The order of the announcements, revealed to CRN in a pre-show briefing, is perhaps as interesting as the products themselves, because the advent of enterprise stalwarts Windows Server 2019 and SQL Server 2019 have been buried as nice-to-knows unworthy of much upfront detail.
Windows Server 2019 greatly improves Microsoft’s hybrid cloud, software-defined storage and software-defined networking capabilities. Microsoft’s reason for downplaying these releases can be found deep in the long list of new products, one of which is called “Hyper-V assessments in Azure Migrate” and promises “to plan migrations of Hyper-V virtualized workloads to Azure.”
Which is why Microsoft’s oldies aren’t front page material any more: the company wants you in the cloud an using its apps.
Hence a plan to do away with passwords as its lead offering. That plan will see password-free login to almost anything that can be integrated with Microsoft Authenticator. Additionally, the company has made Azure Active Directory capable of initiating password-free authentication.
IT pros and developers were thrown some meatier fare next, in the form of news that SQL Server’s scalability’s been boosted in Azure and backed with fast storage. A Python Azure SDK for Azure Machine Learning was billed as making the service more accessible to more developers and giving data scientists an easier ride too.
Next came an explanation of how Microsoft has two threads for AI. The other is services for developers, like the new “Cortana Skills” effort that will let enterprises create custom commands with Microsoft’s voice assistant.
The other is practical AI in personal productivity apps.
There’s a bit of Back to the Future here because one of the new AI-fueled efforts sounds a lot like the much-lampooned “Clippy” from Office 98. The new tool is called “Ideas” and is billed as “a new feature that follows along as you create a document and makes intelligent suggestions.” How so? “In PowerPoint, Ideas recommends designs, layouts, and images. In Excel, Ideas recognises trends, suggests charts, and identifies outliers in your data.”
AI will also mean that backgrounds in Teams video chats will be blurred, on the off-chance your toddler walks in mid-chat. A new AI-powered transcription feature feels more immediately practical.
Microsoft also wants you to be excited about a new feature that lets users hook into LinkedIn so that Outlook can send emails to connections without needing to know their email addresses.
Edge computing was deemed worthy of an explanation, especially a preview of the new “Azure Data Box Edge … a new product to transport data in and out of Azure” that is equipped with AI-enabled edge computing capabilities to help you analyze, process and transform on-premises data before uploading it to the cloud.” Which sounds an awful lot like Microsoft getting into the edge gateway business.

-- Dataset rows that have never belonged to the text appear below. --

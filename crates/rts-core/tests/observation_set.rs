//! Integration tests for `ObservationSet` construction and corrections.
//!
//! Validates:
//! - first-occurrence deduplication on unsorted input,
//! - clock synchronisation without drift reduces to a constant shift,
//! - intrinsic delay correction brings a delayed ring scan back onto the ring,
//! - exporting corrected samples keeps everything but the corrected fields.

use rts_core::synthetic::noise::PolarNoise;
use rts_core::synthetic::scenes::RingScan;
use rts_core::{
    IdentityFrames, Observation, ObservationSet, Real, StationPose, VarianceConfig,
};

fn ring_set(scan: &RingScan) -> ObservationSet {
    ObservationSet::new(
        scan.observations(),
        VarianceConfig::default(),
        StationPose::default(),
    )
    .unwrap()
}

fn max_deviation(set: &ObservationSet, scan: &RingScan) -> Real {
    let xyz = set.xyz(&IdentityFrames).unwrap();
    xyz.iter()
        .zip(scan.true_positions())
        .map(|(p, t)| (p - t).norm())
        .fold(0.0, Real::max)
}

#[test]
fn duplicates_keep_first_occurrence() {
    let mut raw = Vec::new();
    for i in 0..20 {
        let t = (i % 10) as Real;
        raw.push(Observation {
            geocom_return_code: i,
            ..Observation::polar(t, 10.0 + i as Real, 0.1, 1.5)
        });
    }
    raw.reverse();

    let set = ObservationSet::new(raw, VarianceConfig::default(), StationPose::default()).unwrap();
    assert_eq!(set.len(), 10);
    let ts = set.sensor_timestamps();
    assert!(ts.windows(2).all(|w| w[0] < w[1]), "timestamps {ts:?}");
    // after reversing, the later index of each timestamp comes first
    for (k, obs) in set.observations().iter().enumerate() {
        assert_eq!(obs.geocom_return_code, k as i32 + 10);
    }
}

#[test]
fn sync_without_drift_is_a_constant_shift() {
    let scan = RingScan::default();
    let mut raw = scan.observations();
    for obs in &mut raw {
        obs.controller_timestamp = obs.sensor_timestamp + 1_700_000_000.25;
    }
    let mut set = ObservationSet::new(raw, VarianceConfig::default(), StationPose::default()).unwrap();
    let before = set.sensor_timestamps();

    let external_delay = 0.012;
    let sync = set.sync_sensor_time(115_200.0, external_delay).unwrap();
    let shift = sync.intercept - external_delay;
    assert!((sync.intercept - 1_700_000_000.25).abs() < 1e-5);

    for (b, a) in before.iter().zip(set.sensor_timestamps()) {
        assert!((a - b - shift).abs() < 1e-5, "{a} vs {b}");
    }
}

#[test]
fn intrinsic_delay_correction_reduces_ring_deviation() {
    let scan = RingScan {
        delay: 0.03,
        ..RingScan::default()
    };
    let mut set = ring_set(&scan);
    let raw_deviation = max_deviation(&set, &scan);

    let report = set.apply_intrinsic_delay(scan.delay);
    assert!(report.converged, "{report:?}");
    let corrected_deviation = max_deviation(&set, &scan);
    assert!(
        corrected_deviation < 0.1 * raw_deviation,
        "raw {raw_deviation}, corrected {corrected_deviation}"
    );
}

#[test]
fn zero_delay_leaves_noisy_scan_bit_identical() {
    let scan = RingScan::default();
    let mut raw = scan.observations();
    PolarNoise {
        seed: 3,
        distance_std_dev: 1e-3,
        angle_std_dev: 1e-4,
    }
    .apply_all(&mut raw);
    let mut set = ObservationSet::new(raw, VarianceConfig::default(), StationPose::default()).unwrap();
    let before = set.to_observations();

    set.apply_intrinsic_delay(0.0);
    let after = set.to_observations();
    for (b, a) in before.iter().zip(&after) {
        assert_eq!(b.horizontal_angle.to_bits(), a.horizontal_angle.to_bits());
        assert_eq!(b.vertical_angle.to_bits(), a.vertical_angle.to_bits());
        assert_eq!(b.sensor_timestamp.to_bits(), a.sensor_timestamp.to_bits());
    }
}

#[test]
fn corrected_samples_export_with_bookkeeping() {
    let scan = RingScan {
        delay: 0.02,
        samples: 30,
        ..RingScan::default()
    };
    let raw: Vec<Observation> = scan
        .observations()
        .into_iter()
        .map(|o| Observation {
            station_id: 4,
            job_id: 9,
            response_length: 20,
            ..o
        })
        .collect();
    let mut set = ObservationSet::new(raw.clone(), VarianceConfig::default(), StationPose::default())
        .unwrap();
    set.apply_intrinsic_delay(scan.delay);

    let exported = set.to_observations();
    assert_eq!(exported.len(), raw.len());
    for (e, r) in exported.iter().zip(&raw) {
        assert_eq!(e.distance, r.distance);
        assert_eq!(e.station_id, 4);
        assert_eq!(e.job_id, 9);
        assert_eq!(e.response_length, 20);
    }
    assert!(exported
        .iter()
        .zip(&raw)
        .any(|(e, r)| e.horizontal_angle != r.horizontal_angle));
}
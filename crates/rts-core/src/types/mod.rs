mod observation;
mod station;
mod variance;

pub use observation::*;
pub use station::*;
pub use variance::*;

Among the myriad announcements that Microsoft was content for reporters to look up in a 28-page “Book of News” were:
- The ability to run Kubernetes on Azure Stack (which has scaled from 12 to 16 nodes);
- A preview of new HPC-oriented Azure instances;
- New role-based certifications, a change that many in the channel will likely need to adopt before too long;
- A desktop-as-a-service feature called “Windows Virtual Desktop” that promises extended Windows 7 security updates.
And that’s just the stuff that stands after a first read of the “Book of News”.
Microsoft has promised more new stuff will be announced over the course of the conference.